Terça-feira, 18 de Maio de 2010

Estadistas de outra têmpera



Rui de Oliveira

Chegou ao meu conhecimento há pouco tempo um documento político que nos faz reflectir sobre a estatura comparada dos responsáveis políticos de outrora e dos de hoje. Quando a autonomia das decisões nacionais está pelas ruas da amargura, o contra-argumento, porventura de alguma validade, é o de que as resoluções comunitárias são feitas de cedências mútuas tendo em vista um interesse comum. É sabido que o peso dos países não é o mesmo, mas uma diplomacia inteligente e hábil consegue resultados desde que não se agache à primeira pressão. Contudo o que se verifica actualmente é uma subserviência sem protesto na forma e uma submissão quase absoluta nos resultados.

Ora nem sempre foi assim e era saudável analisar-se o porquê deste contraste. É um assunto que lanço para debate num segundo tempo, pois primeiro sugiro que leiam a carta abaixo que nos foi lida numa conferência universitária e dita existente nos arquivos da Biblioteca Nacional (que por sorte encontrei reproduzida do blogue “No Arame”, a quem agradeço).

Decorria o ano de 1759 e estava-se em plena Guerra dos Sete Anos em que se afrontavam, entre outros, a França e a Inglaterra.

Portugal, sob o reinado de D. José, conseguia habilmente manter uma neutralidade, a que tentaram acolher-se alguns navios franceses no Algarve. Sem qualquer consideração a esquadra inglesa apresou-os e afundou-os.
Sebastião José de Carvalho e Melo, futuro marquês de Pombal, reagiu nestes termos :


Carta do Marquês de Pombal ao Ministro dos Negócios Estrangeiros da Inglaterra: por causa de terem sido queimados, debaixo das nossas fortalezas da costa do Algarve, alguns navios franceses (BN, H.G. 25068 V)


“ Ilustríssimo e Excelentíssimo Senhor


Rogo a V. Exa. Que me não faça lembrar as condescendências que o nosso Gabinete tem tido para com o seu. Elas são tais, que eu não sei se alguma Potência as haja tido semelhante para com outra. É justo que este ascendente acabe por uma vez, e que Portugal faça ver a toda a Europa que tem sacudido o jugo de uma dominação estrangeira. Portugal não pode provar isto melhor que obrigando o vosso Governo a dar-lhe uma satisfação, que por nenhum direito lhe deve negar. A França olharia para Portugal como para um Estado em fraqueza, se não pudesse obrigar-vos a dar razão da ofensa que lhe fizestes, vendo queimar defronte dos nossos portos, navios que deveriam ter ali toda a segurança.

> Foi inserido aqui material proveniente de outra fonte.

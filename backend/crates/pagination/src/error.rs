//! Errors raised while building page requests.

/// Failure to construct a [`crate::PageRequest`] or [`crate::SortOrder`].
#[derive(Debug, Clone, PartialEq, Eq, thiserror::Error)]
pub enum PaginationError {
    /// The requested page size was zero.
    #[error("page size must be greater than zero")]
    ZeroPageSize,
    /// The requested page size exceeded the configured ceiling.
    #[error("page size must be at most {max}, got {requested}")]
    PageSizeTooLarge {
        /// Largest accepted page size.
        max: u32,
        /// Page size supplied by the caller.
        requested: u32,
    },
    /// A sort expression named no property.
    #[error("sort property must not be empty")]
    EmptySortProperty,
    /// A sort expression used a direction other than `ASC` or `DESC`.
    #[error("sort direction must be ASC or DESC, got {value}")]
    InvalidSortDirection {
        /// Direction token supplied by the caller.
        value: String,
    },
}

Vós não fazieis ainda figura alguma na Europa, quando a nossa Potência era a mais respeitável. A vossa ilha não formava mais do que um ponto na Carta ao mesmo tempo que Portugal a enchia com o seu nome. Nós dominávamos a Ásia, África e América, quando vós domináveis sómente em uma ilha da Europa. A vossa Potência era do número daquelas que não podiam aspirar a mais do que à segunda ordem; e pelos meios que nós vos temos dado, a terdes elevado à primeira. Esta impotência física vos inabilitava para estenderdes os vossos domínios fora da vossa ilha; porque, para fazer conquistas, precisáveis dum grande exército; mas para ter um grande exército é necessário ter meios para lhe pagar, e vós não o tínheis. A moeda de contado vos faltava. Os que calcularam sobre as vossas riquezas, acharam que não tínheis com que sustentar seis regimentos. O mesmo mar, que pode olhar-se como vosso elemento, não vos oferecia maiores vantagens; com muito custo poderíeis apenas equipar vinte navios de guerra.

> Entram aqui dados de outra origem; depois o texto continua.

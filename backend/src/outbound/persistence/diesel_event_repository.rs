//! PostgreSQL-backed `EventRepository` implementation using Diesel ORM.
//!
//! Derived flags are stored alongside the submission so they can be
//! queried directly; on read they are recomputed from the submission.

use async_trait::async_trait;
use chrono::Utc;
use diesel::pg::Pg;
use diesel::prelude::*;
use diesel_async::RunQueryDsl;
use pagination::{Direction, Page, PageRequest};

use crate::domain::ports::{EventRepository, EventRepositoryError};
use crate::domain::{
    DerivedState, Event, EventId, EventSortField, EventStatus, EventSubmission, NewEvent,
};

use super::diesel_basic_error_mapping::{map_basic_diesel_error, map_basic_pool_error};
use super::models::{EventRow, EventValues};
use super::pool::{DbPool, PoolError};
use super::schema::events;

/// Diesel-backed implementation of the event repository port.
#[derive(Clone)]
pub struct DieselEventRepository {
    pool: DbPool,
}

impl DieselEventRepository {
    /// Create a new repository with the given connection pool.
    pub fn new(pool: DbPool) -> Self {
        Self { pool }
    }
}

fn map_pool_error(error: PoolError) -> EventRepositoryError {
    map_basic_pool_error(error, EventRepositoryError::connection)
}

fn map_diesel_error(error: diesel::result::Error) -> EventRepositoryError {
    map_basic_diesel_error(
        error,
        EventRepositoryError::query,
        EventRepositoryError::connection,
    )
}

fn values<'a>(
    submission: &'a EventSubmission,
    derived: DerivedState,
    status: EventStatus,
) -> EventValues<'a> {
    EventValues {
        name: &submission.name,
        description: &submission.description,
        begin_enrollment_date_time: submission.begin_enrollment_date_time,
        close_enrollment_date_time: submission.close_enrollment_date_time,
        begin_event_date_time: submission.begin_event_date_time,
        end_event_date_time: submission.end_event_date_time,
        location: submission.location.as_deref(),
        base_price: submission.base_price,
        max_price: submission.max_price,
        limit_of_enrollment: submission.limit_of_enrollment,
        offline: derived.offline,
        free: derived.free,
        event_status: status.as_str(),
        updated_at: Utc::now(),
    }
}

/// Convert a database row into a domain event.
fn row_to_event(row: EventRow) -> Result<Event, EventRepositoryError> {
    let EventRow {
        id,
        name,
        description,
        begin_enrollment_date_time,
        close_enrollment_date_time,
        begin_event_date_time,
        end_event_date_time,
        location,
        base_price,
        max_price,
        limit_of_enrollment,
        event_status,
    } = row;

    let status = event_status
        .parse::<EventStatus>()
        .map_err(|err| EventRepositoryError::query(err.to_string()))?;
    let submission = EventSubmission {
        name,
        description,
        begin_enrollment_date_time,
        close_enrollment_date_time,
        begin_event_date_time,
        end_event_date_time,
        location,
        base_price,
        max_price,
        limit_of_enrollment,
    };
    Ok(Event::restore(EventId::new(id), submission, status))
}

type BoxedEventQuery<'a> = events::BoxedQuery<'a, Pg>;

fn order_by(
    query: BoxedEventQuery<'_>,
    field: EventSortField,
    direction: Direction,
) -> BoxedEventQuery<'_> {
    macro_rules! ordered {
        ($column:expr) => {
            match direction {
                Direction::Asc => query.then_order_by($column.asc()),
                Direction::Desc => query.then_order_by($column.desc()),
            }
        };
    }

    match field {
        EventSortField::Id => ordered!(events::id),
        EventSortField::Name => ordered!(events::name),
        EventSortField::BeginEnrollmentDateTime => ordered!(events::begin_enrollment_date_time),
        EventSortField::CloseEnrollmentDateTime => ordered!(events::close_enrollment_date_time),
        EventSortField::BeginEventDateTime => ordered!(events::begin_event_date_time),
        EventSortField::EndEventDateTime => ordered!(events::end_event_date_time),
        EventSortField::BasePrice => ordered!(events::base_price),
        EventSortField::MaxPrice => ordered!(events::max_price),
        EventSortField::LimitOfEnrollment => ordered!(events::limit_of_enrollment),
    }
}

fn page_query(request: &PageRequest) -> Result<BoxedEventQuery<'static>, EventRepositoryError> {
    let limit = i64::from(request.size());
    let offset = i64::try_from(request.offset())
        .map_err(|_| EventRepositoryError::query("page offset out of range"))?;

    let mut query = events::table.into_boxed();
    for order in request.sort() {
        let field = order
            .property()
            .parse::<EventSortField>()
            .map_err(|err| EventRepositoryError::query(err.to_string()))?;
        query = order_by(query, field, order.direction());
    }
    Ok(query
        .then_order_by(events::id.asc())
        .limit(limit)
        .offset(offset))
}

#[async_trait]
impl EventRepository for DieselEventRepository {
    async fn insert(&self, event: NewEvent) -> Result<Event, EventRepositoryError> {
        let mut conn = self.pool.get().await.map_err(map_pool_error)?;
        let row = values(event.submission(), event.derived(), event.status());

        let id: i32 = diesel::insert_into(events::table)
            .values(&row)
            .returning(events::id)
            .get_result(&mut conn)
            .await
            .map_err(map_diesel_error)?;

        Ok(event.into_event(EventId::new(id)))
    }

    async fn find_by_id(&self, id: EventId) -> Result<Option<Event>, EventRepositoryError> {
        let mut conn = self.pool.get().await.map_err(map_pool_error)?;

        let row = events::table
            .find(id.as_i32())
            .select(EventRow::as_select())
            .first::<EventRow>(&mut conn)
            .await
            .optional()
            .map_err(map_diesel_error)?;

        row.map(row_to_event).transpose()
    }

    async fn update(&self, event: &Event) -> Result<(), EventRepositoryError> {
        let mut conn = self.pool.get().await.map_err(map_pool_error)?;
        let changes = values(event.submission(), event.derived(), event.status());

        let affected = diesel::update(events::table.find(event.id().as_i32()))
            .set(&changes)
            .execute(&mut conn)
            .await
            .map_err(map_diesel_error)?;

        if affected == 0 {
            return Err(EventRepositoryError::not_found(event.id().as_i32()));
        }
        Ok(())
    }

    async fn list(&self, request: &PageRequest) -> Result<Page<Event>, EventRepositoryError> {
        let query = page_query(request)?;
        let mut conn = self.pool.get().await.map_err(map_pool_error)?;

        let total: i64 = events::table
            .count()
            .get_result(&mut conn)
            .await
            .map_err(map_diesel_error)?;
        let rows: Vec<EventRow> = query
            .select(EventRow::as_select())
            .load(&mut conn)
            .await
            .map_err(map_diesel_error)?;

        let content = rows
            .into_iter()
            .map(row_to_event)
            .collect::<Result<Vec<_>, _>>()?;
        let total = u64::try_from(total)
            .map_err(|_| EventRepositoryError::query("negative event count"))?;
        Ok(Page::new(content, request, total))
    }
}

Há cincoenta anos, porém, a esta parte, tendes tirado de Portugal mais de mil e quinhentos milhões, soma enorme de que a História não fornece exemplo que nação alguma do mundo tenha enriquecido a outra de um modo semelhante. O modo de adquirirdes estes tesouros vos foi ainda mais vantajoso do que os tesouros mesmos. Pelas artes é que a Inglaterra consegui fazer-se senhora das nossas minas. Ela nos despeja regularmente todos os anos do seu produto. Passado um mês depois da chegada das nossas frotas do Brasil, não fica em Portugal uma só peça de oiro; tudo tem passado para aumentar a sua riqueza numerária. A maior parte dos pagamentos do Banco são feitos com o nosso oiro.

Por uma estupidez de que também não há exemplo na História Universal do mundo económico, nós vos demos a faculdade de nos vestirdes e de nos fornecerdes todos os objectos de luxo, que não é pouco considerável. Nós damos de que viver a quinhentos mil vassalos do rei Jorge; população esta que subsiste à nossa custa na capital da Inglaterra. Os vossos campos são quem nos sustenta. Vós substituístes os vossos trabalhos aos nossos; se antigamente vos fornecíamos o trigo, vós sois hoje quem no-lo fornece. Vós tendes roteado os vossos campos, nós deixamos os nossos em baldios.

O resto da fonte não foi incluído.